Several factors reduce iodide uptake by thyroid cancer, and in addition to reduced NIS expression, TSH receptor, and transcription factors, a signal transduction failure and defects in the translocation of NIS protein to the cell membrane may all reduce radioiodide uptake. Therefore, to achieve successful radionuclide gene therapy, further detailed research on the mechanisms of NIS function and its regulation is required.

Conclusion

NIS activity provides the molecular basis for radioiodine therapy in thyroid cancer, and I-131 has been used effectively to treat metastatic thyroid carcinoma in the presence of the NIS gene and its protein.
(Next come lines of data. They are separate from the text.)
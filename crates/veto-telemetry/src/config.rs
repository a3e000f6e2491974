//! Telemetry configuration from environment variables.

use std::env;

/// Configuration for logging and metrics export.
#[derive(Debug, Clone, PartialEq, Eq)]
pub struct TelemetryConfig {
    /// Service name attached to the startup log line
    pub service_name: String,

    /// Log level filter (trace, debug, info, warn, error) or a full
    /// `EnvFilter` directive
    pub log_level: String,

    /// Whether to write logs to stdout at all
    pub console_output: bool,

    /// Whether to emit JSON formatted logs
    pub json_logs: bool,

    /// Whether hosts should expose [`gather_metrics`](crate::gather_metrics)
    pub metrics_enabled: bool,
}

impl Default for TelemetryConfig {
    fn default() -> Self {
        Self {
            service_name: "veto-bus".to_string(),
            log_level: "info".to_string(),
            console_output: true,
            json_logs: false,
            metrics_enabled: false,
        }
    }
}

impl TelemetryConfig {
    /// Create configuration from environment variables.
    ///
    /// # Environment Variables
    ///
    /// - `VB_SERVICE_NAME`: Service name (default: veto-bus)
    /// - `VB_LOG_LEVEL` or `RUST_LOG`: Log level (default: info)
    /// - `VB_CONSOLE_OUTPUT`: Enable console output (default: true)
    /// - `VB_JSON_LOGS`: Enable JSON logs (default: false)
    /// - `VB_METRICS_ENABLED`: Expose Prometheus metrics (default: false)
    pub fn from_env() -> Self {
        Self::from_lookup(|key| env::var(key).ok())
    }

    /// Same as [`from_env`](Self::from_env) over an arbitrary lookup.
    pub fn from_lookup(lookup: impl Fn(&str) -> Option<String>) -> Self {
        let defaults = Self::default();
        Self {
            service_name: lookup("VB_SERVICE_NAME").unwrap_or(defaults.service_name),

            log_level: lookup("VB_LOG_LEVEL")
                .or_else(|| lookup("RUST_LOG"))
                .unwrap_or(defaults.log_level),

            console_output: lookup("VB_CONSOLE_OUTPUT")
                .map(|v| v.to_lowercase() != "false" && v != "0")
                .unwrap_or(defaults.console_output),

            json_logs: lookup("VB_JSON_LOGS")
                .map(|v| v.to_lowercase() == "true" || v == "1")
                .unwrap_or(defaults.json_logs),

            metrics_enabled: lookup("VB_METRICS_ENABLED")
                .map(|v| v.to_lowercase() == "true" || v == "1")
                .unwrap_or(defaults.metrics_enabled),
        }
    }

    /// Development defaults at the given level.
    pub fn with_level(level: impl Into<String>) -> Self {
        Self {
            log_level: level.into(),
            ..Self::default()
        }
    }
}
//! # Metrics Export
//!
//! Dispatch counters from `veto-bus` surfacing in the Prometheus text that
//! `veto-telemetry` exposes.

#[cfg(test)]
mod tests {
    use crate::fixtures::{CallLog, Recorder};
    use veto_bus::{ListenerRegistry, Subject};
    use veto_telemetry::gather_metrics;

    fn sample(text: &str, name: &str) -> Option<u64> {
        text.lines()
            .filter(|line| !line.starts_with('#'))
            .find_map(|line| {
                let (metric, value) = line.split_once(' ')?;
                (metric == name).then(|| value.trim().parse::<f64>().ok())?
            })
            .map(|value| value as u64)
    }

    #[test]
    fn test_veto_shows_up_in_exported_metrics() {
        let log = CallLog::new();
        let registry = ListenerRegistry::new(Subject::new("valve").labeled("valve"));
        registry.add_listener(Recorder::accepting("audit", &log));
        registry.add_listener(Recorder::vetoing("guard", &log, "opening"));

        let before = gather_metrics()
            .ok()
            .and_then(|text| sample(&text, "vetobus_changes_vetoed_total"))
            .unwrap_or(0);

        assert!(registry.fire_vetoable_change("opening", 10, 90).is_err());

        let text = gather_metrics().unwrap();
        assert!(text.contains("vetobus_changes_vetoed_total"));
        assert!(text.contains("vetobus_compensations_total"));
        let after = sample(&text, "vetobus_changes_vetoed_total").unwrap();
        assert!(after > before, "vetoed counter went from {before} to {after}");
    }

    #[test]
    fn test_registrations_tracked_by_gauge() {
        let registry = ListenerRegistry::new(Subject::new("valve").labeled("valve"));
        registry.add_listener(Recorder::accepting("audit", &CallLog::new()));

        let text = gather_metrics().unwrap();
        assert!(text.contains("vetobus_listeners_registered"));
    }
}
However, anaplastic thyroid cancers and some differentiated thyroid cancers do not accumulate sufficient radioiodine for treatment purposes. Several medications have been investigated in the context of increasing the expression of the NIS gene and protein, and of these retinoic acid and rosiglitazone, which have both been subjected to clinical trials, are the most promising. Currently, there is much research interest in the possibility of NIS gene transfer to facilitate the radioiodine therapy of thyroidal and of non-thyroidal cancers.

NIS offers a means of using radioiodine to manage metastatic thyroid cancer. Furthermore, we believe NIS could expand the role of molecular nuclear medicine in the management of thyroid carcinoma.